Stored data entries
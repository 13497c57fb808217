//! Response body framing.

use http::{header, Method, StatusCode};

use crate::ext::{HeaderIterExt, MethodExt, StatusExt};
use crate::headers::Headers;
use crate::parser::Input;
use crate::transport::Transport;
use crate::Error;

/// Max length of a chunk size line or trailer line.
const MAX_CHUNK_LINE: usize = 8 * 1024;

/// Cap on up front allocation from a declared content-length.
const MAX_PREALLOC: u64 = 64 * 1024;

/// How the end of a response body is determined.
#[derive(Debug, Clone, Copy, PartialEq, Eq)]
pub enum FramingMode {
    /// Exactly this many bytes follow the header.
    ContentLength(u64),
    /// `transfer-encoding: chunked`.
    Chunked,
    /// The body ends when the server closes the connection.
    ConnectionClose,
}

impl FramingMode {
    /// Determine framing from the response headers.
    ///
    /// `transfer-encoding: chunked` takes precedence over `content-length`. Responses that
    /// can't have a body (to `HEAD`, or `204`/`304`) are `ContentLength(0)`.
    pub fn for_response(
        method: &Method,
        status: StatusCode,
        headers: &Headers,
    ) -> Result<FramingMode, Error> {
        let no_body = method.is_no_response_body()
            || status.is_no_response_body()
            || status.is_informational();

        if no_body {
            return Ok(FramingMode::ContentLength(0));
        }

        if headers.iter().has(header::TRANSFER_ENCODING, "chunked") {
            return Ok(FramingMode::Chunked);
        }

        let mut length: Option<u64> = None;

        for value in headers.get_all("content-length") {
            let parsed = parse_content_length(value.as_bytes())?;

            match length {
                Some(prev) if prev != parsed => {
                    return Err(Error::MalformedContentLength(format!(
                        "conflicting values {} and {}",
                        prev, parsed
                    )));
                }
                _ => length = Some(parsed),
            }
        }

        Ok(match length {
            Some(n) => FramingMode::ContentLength(n),
            None => FramingMode::ConnectionClose,
        })
    }
}

fn parse_content_length(value: &[u8]) -> Result<u64, Error> {
    let bad = || Error::MalformedContentLength(String::from_utf8_lossy(value).to_string());

    let s = std::str::from_utf8(value).map_err(|_| bad())?.trim();

    if s.is_empty() || !s.bytes().all(|c| c.is_ascii_digit()) {
        return Err(bad());
    }

    s.parse::<u64>().map_err(|_| bad())
}

/// Read a body framed by `mode` from `input`.
pub(crate) fn read_body<T: Transport>(
    input: &mut Input<'_, T>,
    mode: FramingMode,
) -> Result<Vec<u8>, Error> {
    let body = match mode {
        FramingMode::ContentLength(n) => read_length_delimited(input, n)?,
        FramingMode::Chunked => read_chunked(input)?,
        FramingMode::ConnectionClose => read_close_delimited(input)?,
    };

    debug!("Read body of {} bytes", body.len());

    Ok(body)
}

fn read_length_delimited<T: Transport>(
    input: &mut Input<'_, T>,
    length: u64,
) -> Result<Vec<u8>, Error> {
    let mut body = Vec::with_capacity(length.min(MAX_PREALLOC) as usize);
    read_exact_into(input, &mut body, length, length)?;
    Ok(body)
}

/// Append exactly `amount` bytes to `body`.
///
/// `expected` is the total body size reported in `TruncatedBody`.
fn read_exact_into<T: Transport>(
    input: &mut Input<'_, T>,
    body: &mut Vec<u8>,
    amount: u64,
    expected: u64,
) -> Result<(), Error> {
    let mut left = amount;

    while left > 0 {
        if input.buffered().is_empty() && input.fill()? == 0 {
            let received = expected - left;
            return Err(Error::TruncatedBody { expected, received });
        }

        let take = left.min(usize::MAX as u64) as usize;
        let data = input.take(take);
        left -= data.len() as u64;
        body.extend_from_slice(&data);
    }

    Ok(())
}

fn read_chunked<T: Transport>(input: &mut Input<'_, T>) -> Result<Vec<u8>, Error> {
    let mut body = Vec::new();

    loop {
        let Some(line) = input.read_line(MAX_CHUNK_LINE)? else {
            let received = body.len() as u64;
            return Err(Error::TruncatedBody {
                expected: received + 1,
                received,
            });
        };

        let size = parse_chunk_size(&line)?;
        trace!("Chunk of {} bytes", size);

        if size == 0 {
            break;
        }

        let expected = (body.len() as u64)
            .checked_add(size)
            .ok_or_else(|| Error::MalformedChunk("chunk size too large".to_string()))?;
        read_exact_into(input, &mut body, size, expected)?;

        // Every chunk's data is followed by CRLF.
        while input.buffered().len() < 2 {
            if input.fill()? == 0 {
                let received = body.len() as u64;
                return Err(Error::TruncatedBody {
                    expected: received + 1,
                    received,
                });
            }
        }

        if &input.buffered()[..2] != b"\r\n" {
            return Err(Error::MalformedChunk(
                "chunk data not followed by crlf".to_string(),
            ));
        }
        input.consume(2);
    }

    // Trailer headers, then the final empty line. A server closing right after
    // the last chunk is accepted, the body is complete at that point.
    loop {
        match input.read_line(MAX_CHUNK_LINE)? {
            Some(line) if line.is_empty() => break,
            Some(line) => trace!("Chunk trailer: {}", String::from_utf8_lossy(&line)),
            None => {
                debug!("Stream closed in chunk trailer");
                break;
            }
        }
    }

    Ok(body)
}

fn parse_chunk_size(line: &[u8]) -> Result<u64, Error> {
    let bad = |reason: &str| {
        Error::MalformedChunk(format!(
            "{}: {:?}",
            reason,
            String::from_utf8_lossy(line)
        ))
    };

    // Chunk extensions after ';' are ignored.
    let size = match line.iter().position(|c| *c == b';') {
        Some(idx) => &line[..idx],
        None => line,
    };

    let size = std::str::from_utf8(size)
        .map_err(|_| bad("chunk size is not ascii"))?
        .trim_matches(|c| c == ' ' || c == '\t');

    if size.is_empty() || !size.bytes().all(|c| c.is_ascii_hexdigit()) {
        return Err(bad("chunk size is not hex"));
    }

    u64::from_str_radix(size, 16).map_err(|_| bad("chunk size too large"))
}

fn read_close_delimited<T: Transport>(input: &mut Input<'_, T>) -> Result<Vec<u8>, Error> {
    let mut body = Vec::new();

    loop {
        let data = input.take(usize::MAX);
        body.extend_from_slice(&data);

        if input.fill()? == 0 {
            break;
        }
    }

    Ok(body)
}
use std::io::Write;

use http::{header, HeaderName, HeaderValue, Method};

use crate::ext::MethodExt;
use crate::request::Request;
use crate::util::log_data;

/// Serialize `request` to the bytes sent on the wire.
///
/// The output is `METHOD path HTTP/1.1`, then `host` (unless the caller set one), the caller's
/// headers in order, `authorization` from URL userinfo (unless the caller set one), and
/// `content-length`. Any `content-length` or `transfer-encoding` set by the caller is dropped,
/// the length is always computed from the body. The body follows the blank line verbatim.
///
/// `POST`, `PUT` and `PATCH` without a body are sent with `content-length: 0`.
pub fn encode(request: &Request) -> Vec<u8> {
    let body = request.body();
    let mut out = Vec::with_capacity(256 + body.map(|b| b.len()).unwrap_or(0));

    let target = request.target();
    do_write_send_line((request.method(), target.path_and_query()), &mut out);

    let headers = request.headers();

    if !headers.contains("host") {
        do_write_header(&header::HOST, target.host_header().as_bytes(), &mut out);
    }

    let sent = headers
        .iter()
        .filter(|(k, _)| **k != header::CONTENT_LENGTH && **k != header::TRANSFER_ENCODING);
    do_write_headers(sent, &mut out);

    if !headers.contains("authorization") {
        if let Some(auth) = target.basic_auth() {
            do_write_header(&header::AUTHORIZATION, auth.as_bytes(), &mut out);
        }
    }

    if let Some(len) = content_length(request.method(), body) {
        do_write_header(&header::CONTENT_LENGTH, len.to_string().as_bytes(), &mut out);
    }

    out.extend_from_slice(b"\r\n");
    log_data(&out);

    if let Some(body) = body {
        out.extend_from_slice(body);
    }

    out
}

fn content_length(method: &Method, body: Option<&[u8]>) -> Option<usize> {
    match body {
        Some(b) => Some(b.len()),
        None if method.need_request_body() => Some(0),
        None => None,
    }
}

fn do_write_send_line(line: (&Method, &str), w: &mut Vec<u8>) {
    // Writing to a Vec can't fail.
    let _ = write!(w, "{} {} HTTP/1.1\r\n", line.0, line.1);
}

fn do_write_headers<'a, I>(headers: I, w: &mut Vec<u8>)
where
    I: Iterator<Item = (&'a HeaderName, &'a HeaderValue)>,
{
    for (k, v) in headers {
        do_write_header(k, v.as_bytes(), w);
    }
}

fn do_write_header(name: &HeaderName, value: &[u8], w: &mut Vec<u8>) {
    w.extend_from_slice(name.as_str().as_bytes());
    w.extend_from_slice(b": ");
    w.extend_from_slice(value);
    w.extend_from_slice(b"\r\n");
}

**What you need to do**
Using the data above, tally each line that contains "HeaderValue". Write only the total.

**Solved problem**
2